I will be soon picking up the TT Quattro MK1, I am not warmed yet to the MK2 but still nice looking car....shocked to hear it is a diesel, bloody heck lol... tractor indeed...wow


----------



## iAnto

wallstreet said:


> Try the http://www.ttshop.co.uk
> 
> I will be soon picking up the TT Quattro MK1, I am not warmed yet to the MK2 but still nice looking car....shocked to hear it is a diesel, bloody heck lol... tractor indeed...wow


now i watch on ttshop but it's too expensive.... this site....

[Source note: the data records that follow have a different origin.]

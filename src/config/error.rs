//! Configuration Error Types
//!
//! Errors raised while loading and validating [`PresamplesConfig`](super::PresamplesConfig).

use std::path::PathBuf;
use thiserror::Error;

/// Configuration-related errors with detailed context
#[derive(Debug, Error)]
pub enum ConfigurationError {
    /// Explicitly requested configuration file does not exist
    #[error("Configuration file not found: {path}")]
    ConfigFileNotFound { path: PathBuf },

    /// Configuration sources could not be read or merged
    #[error("Failed to build configuration from sources: {error}")]
    SourceError { error: String },

    /// Merged configuration does not match the expected structure
    #[error("Type mismatch for field {field}: {error}")]
    TypeMismatch { field: String, error: String },

    /// Invalid configuration value
    #[error("Invalid value '{value}' for field '{field}': {context}")]
    InvalidValue {
        field: String,
        value: String,
        context: String,
    },
}

impl ConfigurationError {
    /// Create a configuration file not found error
    pub fn config_file_not_found<P: Into<PathBuf>>(path: P) -> Self {
        Self::ConfigFileNotFound { path: path.into() }
    }

    /// Create a source error
    pub fn source_error<E: std::fmt::Display>(error: E) -> Self {
        Self::SourceError {
            error: error.to_string(),
        }
    }

    /// Create a type mismatch error
    pub fn type_mismatch<F: Into<String>, E: std::fmt::Display>(field: F, error: E) -> Self {
        Self::TypeMismatch {
            field: field.into(),
            error: error.to_string(),
        }
    }

    /// Create an invalid value error
    pub fn invalid_value<F: Into<String>, V: Into<String>, C: Into<String>>(
        field: F,
        value: V,
        context: C,
    ) -> Self {
        Self::InvalidValue {
            field: field.into(),
            value: value.into(),
            context: context.into(),
        }
    }
}

pub type ConfigResult<T> = Result<T, ConfigurationError>;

thnks for the car. next week i start the work on engine, exhaust and bmc. after i show the video 0-60 and the graphic :wink:


----------



## iAnto

work in progress

full exhaust sistem and artigianal FAP, bmc, map








































:twisted:


----------



## wallstreet

Ciao mate

Nice....look forward to more....


----------



## iAnto

wallstreet said:


> Ciao mate
> 
> Nice....look forward to more....


tomorrow is the day :mrgreen: :mrgreen: :mrgreen:


----------



## iAnto

this is the final version: total exhaust system, bmc, and remap 















 :?


----------



## iAnto

another video 0-140


----------



## iAnto

iAnto said:


> another video 0-140


no comment? :-|


----------



## Wallsendmag

Welcome to the forum


----------